> What this task involves: Look through the data below for the string "StreamExt", and copy every line where it turns up.

◇ ◇ ◇ ◇ ◇ ◇ ◇

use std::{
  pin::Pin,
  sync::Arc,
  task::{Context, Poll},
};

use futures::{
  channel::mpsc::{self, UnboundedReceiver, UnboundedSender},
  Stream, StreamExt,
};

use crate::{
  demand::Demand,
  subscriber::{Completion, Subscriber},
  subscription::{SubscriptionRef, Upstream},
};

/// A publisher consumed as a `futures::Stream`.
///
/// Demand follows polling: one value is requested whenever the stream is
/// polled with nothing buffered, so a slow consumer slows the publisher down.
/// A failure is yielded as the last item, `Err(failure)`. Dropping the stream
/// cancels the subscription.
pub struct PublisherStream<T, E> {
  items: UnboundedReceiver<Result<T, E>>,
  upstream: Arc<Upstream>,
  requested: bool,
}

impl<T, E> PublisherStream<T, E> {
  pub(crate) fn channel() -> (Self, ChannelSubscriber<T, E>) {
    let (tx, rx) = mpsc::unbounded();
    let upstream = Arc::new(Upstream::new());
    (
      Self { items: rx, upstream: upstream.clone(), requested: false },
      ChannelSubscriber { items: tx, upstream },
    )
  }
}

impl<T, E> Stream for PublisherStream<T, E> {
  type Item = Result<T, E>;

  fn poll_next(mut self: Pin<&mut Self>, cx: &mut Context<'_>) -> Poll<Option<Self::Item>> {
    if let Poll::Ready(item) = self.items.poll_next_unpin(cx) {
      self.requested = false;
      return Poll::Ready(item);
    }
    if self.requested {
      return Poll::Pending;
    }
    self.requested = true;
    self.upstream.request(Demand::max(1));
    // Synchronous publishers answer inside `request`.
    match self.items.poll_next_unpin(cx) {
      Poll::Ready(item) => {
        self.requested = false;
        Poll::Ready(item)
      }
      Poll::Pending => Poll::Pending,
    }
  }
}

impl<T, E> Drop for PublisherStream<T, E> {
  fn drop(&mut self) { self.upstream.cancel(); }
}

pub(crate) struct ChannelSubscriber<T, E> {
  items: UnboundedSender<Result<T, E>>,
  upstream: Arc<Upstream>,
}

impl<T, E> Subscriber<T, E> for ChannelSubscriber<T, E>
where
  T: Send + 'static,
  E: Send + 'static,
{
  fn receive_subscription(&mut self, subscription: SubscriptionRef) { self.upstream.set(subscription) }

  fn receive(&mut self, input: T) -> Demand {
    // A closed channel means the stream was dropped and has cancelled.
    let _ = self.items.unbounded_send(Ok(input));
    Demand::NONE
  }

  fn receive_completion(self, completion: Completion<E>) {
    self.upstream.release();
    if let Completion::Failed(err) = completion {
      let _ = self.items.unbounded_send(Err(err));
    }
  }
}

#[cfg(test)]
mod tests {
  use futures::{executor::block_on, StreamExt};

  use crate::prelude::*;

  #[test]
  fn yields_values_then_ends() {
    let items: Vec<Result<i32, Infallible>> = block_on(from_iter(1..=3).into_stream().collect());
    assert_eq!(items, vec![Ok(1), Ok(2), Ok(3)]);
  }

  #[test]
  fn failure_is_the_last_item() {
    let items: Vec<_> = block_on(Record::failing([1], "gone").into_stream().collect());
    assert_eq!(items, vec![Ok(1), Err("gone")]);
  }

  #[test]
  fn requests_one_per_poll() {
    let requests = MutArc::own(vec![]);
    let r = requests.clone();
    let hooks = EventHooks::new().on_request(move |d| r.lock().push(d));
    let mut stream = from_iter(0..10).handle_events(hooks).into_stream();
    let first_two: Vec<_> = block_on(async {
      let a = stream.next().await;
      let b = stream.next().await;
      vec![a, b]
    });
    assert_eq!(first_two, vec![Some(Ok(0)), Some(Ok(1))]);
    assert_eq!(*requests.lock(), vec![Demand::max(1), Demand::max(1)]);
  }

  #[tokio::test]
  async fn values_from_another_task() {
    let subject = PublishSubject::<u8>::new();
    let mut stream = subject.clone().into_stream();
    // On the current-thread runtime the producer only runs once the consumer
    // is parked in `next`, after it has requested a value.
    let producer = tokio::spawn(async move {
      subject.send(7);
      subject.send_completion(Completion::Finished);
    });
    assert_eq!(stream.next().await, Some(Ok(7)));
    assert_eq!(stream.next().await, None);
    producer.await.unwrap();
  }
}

◇ ◇ ◇ ◇ ◇ ◇ ◇

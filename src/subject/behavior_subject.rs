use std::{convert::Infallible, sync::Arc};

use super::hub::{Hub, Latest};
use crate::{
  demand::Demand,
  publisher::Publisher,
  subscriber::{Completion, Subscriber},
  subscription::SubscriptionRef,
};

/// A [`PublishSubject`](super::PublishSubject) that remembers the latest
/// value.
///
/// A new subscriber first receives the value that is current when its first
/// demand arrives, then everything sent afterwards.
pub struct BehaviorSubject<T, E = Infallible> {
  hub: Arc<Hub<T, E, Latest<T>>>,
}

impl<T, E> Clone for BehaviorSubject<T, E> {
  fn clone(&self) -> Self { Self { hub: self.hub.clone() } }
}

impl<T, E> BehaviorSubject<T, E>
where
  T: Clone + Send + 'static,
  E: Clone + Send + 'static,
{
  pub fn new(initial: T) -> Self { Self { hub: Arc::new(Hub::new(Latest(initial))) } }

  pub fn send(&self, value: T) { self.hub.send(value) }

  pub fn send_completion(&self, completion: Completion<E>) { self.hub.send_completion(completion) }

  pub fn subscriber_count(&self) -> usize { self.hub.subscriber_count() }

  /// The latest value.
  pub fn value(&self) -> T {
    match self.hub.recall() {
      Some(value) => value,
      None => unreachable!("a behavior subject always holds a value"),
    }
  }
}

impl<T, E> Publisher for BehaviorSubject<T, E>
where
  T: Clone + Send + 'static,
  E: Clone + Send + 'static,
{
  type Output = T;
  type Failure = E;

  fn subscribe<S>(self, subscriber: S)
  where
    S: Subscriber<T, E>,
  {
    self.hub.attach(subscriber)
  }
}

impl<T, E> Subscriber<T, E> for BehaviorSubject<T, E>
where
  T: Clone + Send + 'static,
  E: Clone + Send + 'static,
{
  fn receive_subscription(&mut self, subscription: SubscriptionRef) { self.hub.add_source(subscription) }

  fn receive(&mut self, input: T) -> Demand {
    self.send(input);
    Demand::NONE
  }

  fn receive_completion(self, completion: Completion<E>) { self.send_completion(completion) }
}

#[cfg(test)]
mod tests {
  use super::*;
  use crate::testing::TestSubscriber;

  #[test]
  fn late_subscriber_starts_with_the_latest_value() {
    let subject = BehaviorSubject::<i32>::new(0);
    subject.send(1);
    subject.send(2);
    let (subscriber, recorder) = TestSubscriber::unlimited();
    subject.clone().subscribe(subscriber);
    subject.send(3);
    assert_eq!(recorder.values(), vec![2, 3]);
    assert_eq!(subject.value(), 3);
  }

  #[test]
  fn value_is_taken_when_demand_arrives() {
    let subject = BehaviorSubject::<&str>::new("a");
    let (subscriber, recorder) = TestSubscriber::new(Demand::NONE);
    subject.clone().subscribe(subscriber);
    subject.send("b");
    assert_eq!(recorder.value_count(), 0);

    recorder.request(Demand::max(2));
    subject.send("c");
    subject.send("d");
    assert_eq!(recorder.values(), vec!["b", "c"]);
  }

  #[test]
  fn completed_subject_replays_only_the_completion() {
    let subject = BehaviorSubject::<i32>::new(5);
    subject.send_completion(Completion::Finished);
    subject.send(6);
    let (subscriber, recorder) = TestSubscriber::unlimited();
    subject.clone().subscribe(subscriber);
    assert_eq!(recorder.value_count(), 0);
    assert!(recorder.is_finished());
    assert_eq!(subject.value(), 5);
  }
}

◇ ◇ ◇ ◇ ◇ ◇ ◇

> Solution for this task:
  Stream, StreamExt,
  use futures::{executor::block_on, StreamExt};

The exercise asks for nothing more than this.